- Barclays decided in January to close cash equities operation
- Bank said to raise offers by equivalent of three months' pay
Barclays Plc boosted severance packages for equities employees dismissed in Tokyo last month, adding the equivalent of three months of pay to some of the 80 workers affected who had rebuffed initial offers, people familiar with the matter said.
Human resource representatives for the London-based bank presented the increased severance offer during meetings with the equity research and sales staff that began last week, according to the people, who asked not to be identified as the discussions are private. Barclays is offering the additional pay on top of the two-month to seven-month packages originally presented in January, the people added.

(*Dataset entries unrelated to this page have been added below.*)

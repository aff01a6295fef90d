//! Embeds a version string for `dotlink version`.
use std::process::Command;

fn main() {
    // Prefer DOTLINK_VERSION env var if set (e.g., by CI release workflow),
    // otherwise fall back to git describe for local development builds.
    if let Ok(version) = std::env::var("DOTLINK_VERSION") {
        println!("cargo:rustc-env=DOTLINK_VERSION={version}");
    } else if let Ok(output) = Command::new("git")
        .args(["describe", "--tags", "--always", "--dirty"])
        .output()
        && output.status.success()
    {
        let version = String::from_utf8_lossy(&output.stdout).trim().to_string();
        println!("cargo:rustc-env=DOTLINK_VERSION={version}");
    }

    println!("cargo:rerun-if-changed=.git/HEAD");
    println!("cargo:rerun-if-changed=.git/refs/");
    println!("cargo:rerun-if-env-changed=DOTLINK_VERSION");
}
//! Options and entries of the `create` directive.
use serde::Deserialize;
use serde_yaml::Value;

use super::{invalid, key_str, options_from};
use crate::error::ConfigError;
use crate::resources::paths::expand_user;

const DIRECTIVE: &str = "create";

/// Mode used when neither the defaults nor the entry name one.
pub const DEFAULT_MODE: u32 = 0o777;

/// Options layer for `create`.
#[derive(Debug, Clone, Copy, Default, Deserialize)]
pub struct CreateOverrides {
    /// Permission bits for created directories.
    pub mode: Option<u32>,
}

/// One directory to create.
#[derive(Debug, Clone, PartialEq, Eq)]
pub struct CreateSpec {
    /// Path with `~` and variables expanded.
    pub path: String,
    /// Permission bits applied after creation.
    pub mode: u32,
}

/// Parse `create` data: a list of paths, or a mapping of path to options.
///
/// # Errors
///
/// Returns an error if the data or an entry has the wrong shape.
pub fn parse(data: &Value, defaults: Option<&Value>) -> Result<Vec<CreateSpec>, ConfigError> {
    let default_mode = options_from::<CreateOverrides>(DIRECTIVE, defaults)?
        .mode
        .unwrap_or(DEFAULT_MODE);
    match data {
        Value::Null => Ok(Vec::new()),
        Value::Sequence(items) => items
            .iter()
            .map(|item| {
                Ok(CreateSpec {
                    path: expand_user(key_str(DIRECTIVE, item)?),
                    mode: default_mode,
                })
            })
            .collect(),
        Value::Mapping(map) => map
            .iter()
            .map(|(key, value)| {
                let overrides = options_from::<CreateOverrides>(DIRECTIVE, Some(value))?;
                Ok(CreateSpec {
                    path: expand_user(key_str(DIRECTIVE, key)?),
                    mode: overrides.mode.unwrap_or(default_mode),
                })
            })
            .collect(),
        _ => Err(invalid(DIRECTIVE, "expected a list or mapping of paths")),
    }
}
//! The `shell` directive: run commands from the base directory.
use serde_yaml::Value;

use super::{Context, Plugin, ensure_handles};
use crate::config::shell::{ShellSpec, parse};
use crate::error::DirectiveError;
use crate::exec::Streams;

const DIRECTIVE: &str = "shell";

/// Handles the `shell` directive.
#[derive(Debug, Clone, Copy, Default)]
pub struct Shell;

impl Plugin for Shell {
    fn name(&self) -> &str {
        "Shell"
    }

    fn can_handle(&self, directive: &str) -> bool {
        directive == DIRECTIVE
    }

    fn handle(&self, directive: &str, data: &Value, ctx: &Context) -> Result<bool, DirectiveError> {
        ensure_handles(self, directive)?;
        let specs = parse(data, ctx.defaults_for(DIRECTIVE))?;

        let show_output = ctx.verbose > 1;
        if show_output && !specs.is_empty() {
            ctx.log
                .debug("Shell: verbose output forces stdout and stderr on");
        }

        let mut success = true;
        for spec in &specs {
            success &= run(ctx, spec, show_output);
        }

        if success {
            ctx.log.info("All commands have been executed");
        } else {
            ctx.log.error("Some commands were not successfully executed");
        }
        Ok(success)
    }

    fn supports_dry_run(&self) -> bool {
        true
    }
}

/// Line announcing a command: the description, the command, or both.
fn announcement(spec: &ShellSpec) -> Option<String> {
    match (&spec.description, spec.quiet) {
        (Some(description), true) => Some(description.clone()),
        (None, true) => None,
        (Some(description), false) => Some(format!("{description} [{}]", spec.command)),
        (None, false) => Some(spec.command.clone()),
    }
}

fn run(ctx: &Context, spec: &ShellSpec, show_output: bool) -> bool {
    let command = &spec.command;

    if ctx.dry_run {
        ctx.log.dry_run(&format!("Would run [{command}]"));
        return true;
    }
    if let Some(line) = announcement(spec) {
        ctx.log.info(&line);
    }

    let streams = Streams {
        stdin: spec.stdin,
        stdout: spec.stdout || show_output,
        stderr: spec.stderr || show_output,
    };
    match ctx
        .executor
        .shell(command, &ctx.base_directory(true), streams)
    {
        Ok(result) if result.success => true,
        Ok(result) => {
            let code = result
                .code
                .map_or_else(|| "signal".to_string(), |c| c.to_string());
            ctx.log
                .warn(&format!("Command [{command}] failed (exit {code})"));
            false
        }
        Err(e) => {
            ctx.log.warn(&format!("Command [{command}] failed: {e:#}"));
            false
        }
    }
}

#[cfg(test)]
#[allow(clippy::expect_used, clippy::unwrap_used)]
mod tests {
    use super::*;
    use crate::exec::{ExecResult, MockExecutor};
    use crate::logging::MemoryLog;
    use std::sync::Arc;

    fn setup(executor: MockExecutor) -> (tempfile::TempDir, Arc<MemoryLog>, Context) {
        let dir = tempfile::tempdir().unwrap();
        let log = Arc::new(MemoryLog::new());
        let ctx = Context::new(dir.path(), log.clone())
            .unwrap()
            .with_executor(Arc::new(executor));
        (dir, log, ctx)
    }

    fn yaml(s: &str) -> Value {
        serde_yaml::from_str(s).unwrap()
    }

    fn exit(code: i32) -> anyhow::Result<ExecResult> {
        Ok(ExecResult {
            success: code == 0,
            code: Some(code),
        })
    }

    #[test]
    fn failure_continues_with_remaining_commands() {
        let mut mock = MockExecutor::new();
        mock.expect_shell()
            .withf(|command, _, _| command == "false")
            .times(1)
            .returning(|_, _, _| exit(1));
        mock.expect_shell()
            .withf(|command, _, _| command == "true")
            .times(1)
            .returning(|_, _, _| exit(0));
        let (_dir, log, ctx) = setup(mock);
        assert!(!Shell.handle(DIRECTIVE, &yaml("[\"false\", \"true\"]"), &ctx).unwrap());
        assert!(log.warnings().contains(&"Command [false] failed (exit 1)".to_string()));
        assert!(log.contains("Some commands were not successfully executed"));
    }

    #[test]
    fn streams_follow_options() {
        let mut mock = MockExecutor::new();
        mock.expect_shell()
            .withf(|_, _, streams| *streams == Streams { stdin: false, stdout: true, stderr: false })
            .times(1)
            .returning(|_, _, _| exit(0));
        let (_dir, _log, ctx) = setup(mock);
        let data = yaml("- {command: make, stdout: true}");
        assert!(Shell.handle(DIRECTIVE, &data, &ctx).unwrap());
    }

    #[test]
    fn very_verbose_forces_output() {
        let mut mock = MockExecutor::new();
        mock.expect_shell()
            .withf(|_, _, streams| streams.stdout && streams.stderr && !streams.stdin)
            .times(1)
            .returning(|_, _, _| exit(0));
        let (_dir, _log, ctx) = setup(mock);
        let ctx = ctx.with_verbose(2);
        assert!(Shell.handle(DIRECTIVE, &yaml("[make]"), &ctx).unwrap());
    }

    #[test]
    fn dry_run_runs_nothing() {
        let mut mock = MockExecutor::new();
        mock.expect_shell().never();
        let (_dir, log, ctx) = setup(mock);
        let ctx = ctx.with_dry_run(true);
        assert!(Shell.handle(DIRECTIVE, &yaml("[\"rm -rf build\"]"), &ctx).unwrap());
        assert_eq!(log.dry_runs(), vec!["Would run [rm -rf build]".to_string()]);
    }

    #[test]
    fn announcement_forms() {
        let spec = |description: Option<&str>, quiet| ShellSpec {
            command: "git pull".to_string(),
            description: description.map(String::from),
            stdin: false,
            stdout: false,
            stderr: false,
            quiet,
        };
        assert_eq!(announcement(&spec(None, false)).as_deref(), Some("git pull"));
        assert_eq!(
            announcement(&spec(Some("Updating"), false)).as_deref(),
            Some("Updating [git pull]")
        );
        assert_eq!(announcement(&spec(Some("Updating"), true)).as_deref(), Some("Updating"));
        assert_eq!(announcement(&spec(None, true)), None);
    }

    #[test]
    fn spawn_error_fails_directive() {
        let mut mock = MockExecutor::new();
        mock.expect_shell()
            .returning(|_, _, _| Err(anyhow::anyhow!("no shell")));
        let (_dir, log, ctx) = setup(mock);
        assert!(!Shell.handle(DIRECTIVE, &yaml("[ls]"), &ctx).unwrap());
        assert!(log.contains("Command [ls] failed: no shell"));
    }
}
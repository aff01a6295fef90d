//! Lexical path helpers shared by the link engine and the other directives.
use std::path::{Component, Path, PathBuf};

/// Expand `$VAR`/`${VAR}` references and a leading `~` in `raw`.
///
/// Undefined variables are left in place rather than treated as errors.
#[must_use]
pub fn expand_user(raw: &str) -> String {
    let vars = shellexpand::env_with_context_no_errors(raw, |name| std::env::var(name).ok());
    shellexpand::tilde(vars.as_ref()).into_owned()
}

/// Normalize `path` without touching the filesystem.
///
/// Drops `.` components and trailing separators, and folds `..` into the
/// preceding component. Leading `..` components of a relative path are kept;
/// `..` directly under the root is dropped.
#[must_use]
pub fn normalize(path: &Path) -> PathBuf {
    let mut out = PathBuf::new();
    for comp in path.components() {
        match comp {
            Component::Prefix(_) | Component::RootDir | Component::Normal(_) => out.push(comp),
            Component::CurDir => {}
            Component::ParentDir => match out.components().next_back() {
                Some(Component::Normal(_)) => {
                    out.pop();
                }
                Some(Component::RootDir | Component::Prefix(_)) => {}
                _ => out.push(Component::ParentDir),
            },
        }
    }
    if out.as_os_str().is_empty() {
        PathBuf::from(".")
    } else {
        out
    }
}

/// Resolve `path` against `base` when relative, then normalize it.
#[must_use]
pub fn absolutize(path: &Path, base: &Path) -> PathBuf {
    if path.is_absolute() {
        normalize(path)
    } else {
        normalize(&base.join(path))
    }
}

/// Lexical relative path from the directory containing `target` to `source`.
///
/// Works whether or not `source` exists. Falls back to `source` itself when
/// no relative path can be expressed (e.g. different Windows drives).
#[must_use]
pub fn relative_payload(source: &Path, target: &Path) -> PathBuf {
    let target = normalize(target);
    let dir = target.parent().unwrap_or(&target);
    match pathdiff::diff_paths(normalize(source), dir) {
        Some(rel) if rel.as_os_str().is_empty() => PathBuf::from("."),
        Some(rel) => rel,
        None => source.to_path_buf(),
    }
}

/// Strip a Windows extended-length prefix (`\\?\`) from `path`.
#[must_use]
pub fn strip_verbatim(path: &Path) -> PathBuf {
    let s = path.to_string_lossy();
    s.strip_prefix(r"\\?\")
        .map_or_else(|| path.to_path_buf(), PathBuf::from)
}

/// Compare two paths, ignoring extended-length prefixes.
#[must_use]
pub fn paths_equal(a: &Path, b: &Path) -> bool {
    strip_verbatim(a) == strip_verbatim(b)
}

/// Whether `path` lies inside `directory`, compared component-wise.
#[must_use]
pub fn is_within(path: &Path, directory: &Path) -> bool {
    normalize(&strip_verbatim(path)).starts_with(normalize(&strip_verbatim(directory)))
}

#[cfg(test)]
mod tests {
    use super::*;

    #[test]
    fn normalize_folds_dots() {
        assert_eq!(normalize(Path::new("/a/./b/../c/")), PathBuf::from("/a/c"));
        assert_eq!(normalize(Path::new("a/../../b")), PathBuf::from("../b"));
        assert_eq!(normalize(Path::new("/../x")), PathBuf::from("/x"));
        assert_eq!(normalize(Path::new("./")), PathBuf::from("."));
    }

    #[test]
    fn absolutize_joins_relative_paths() {
        let base = Path::new("/root/dotfiles");
        assert_eq!(
            absolutize(Path::new("../home/.vimrc"), base),
            PathBuf::from("/root/home/.vimrc")
        );
        assert_eq!(
            absolutize(Path::new("/etc/hosts"), base),
            PathBuf::from("/etc/hosts")
        );
    }

    #[test]
    fn relative_payload_is_lexical() {
        let payload = relative_payload(
            Path::new("/root/dotfiles/f"),
            Path::new("/root/home/.f"),
        );
        assert_eq!(payload, PathBuf::from("../dotfiles/f"));
    }

    #[test]
    fn relative_payload_nested_target() {
        let payload = relative_payload(
            Path::new("/root/dotfiles/config/nvim"),
            Path::new("/root/home/.config/nvim"),
        );
        assert_eq!(payload, PathBuf::from("../../dotfiles/config/nvim"));
    }

    #[test]
    fn strip_verbatim_only_touches_prefix() {
        assert_eq!(
            strip_verbatim(Path::new(r"\\?\C:\dotfiles\vimrc")),
            PathBuf::from(r"C:\dotfiles\vimrc")
        );
        assert_eq!(
            strip_verbatim(Path::new("/dotfiles/vimrc")),
            PathBuf::from("/dotfiles/vimrc")
        );
        assert!(paths_equal(
            Path::new(r"\\?\C:\x"),
            Path::new(r"C:\x")
        ));
    }

    #[test]
    fn is_within_compares_components() {
        assert!(is_within(Path::new("/dotfiles/vim/vimrc"), Path::new("/dotfiles")));
        assert!(!is_within(Path::new("/dotfiles2/vimrc"), Path::new("/dotfiles")));
    }

    #[test]
    fn expand_user_leaves_unknown_variables() {
        assert_eq!(
            expand_user("$DOTLINK_SURELY_UNDEFINED_VAR/x"),
            "$DOTLINK_SURELY_UNDEFINED_VAR/x"
        );
        assert_eq!(expand_user("plain/path"), "plain/path");
    }
}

Barclays’s Tokyo-based spokesman Kyota Narimatsu declined to comment.
Many of the fired cash equity analysts, traders and sales personnel declined to sign their severance packages in January as the amounts on offer were lower than the market standard, the people said.
Severance pay in Japan over the past two years has typically ranged from 12 months to 36 months at overseas banks, according to the Federation of Foreign Bank Employees Union. The group doesn’t represent the Barclays employees.
"Barclays’ additional severance pay sounds very low compared with the practice in Japan when it comes to a closure or withdrawal" from a business, said Kazuyuki Sugimoto, secretary general at the union.
The Tokyo employees were informed of their dismissals by the Eiji Nakai, the bank’s Japan president, in a 7:30 a.m. town hall meeting on Jan. 21, people familiar with the situation said at that time.
Nakai said the bank will close its cash equities operation in Japan and focus instead on derivatives, prime brokerage and electronic trading, the people said in January.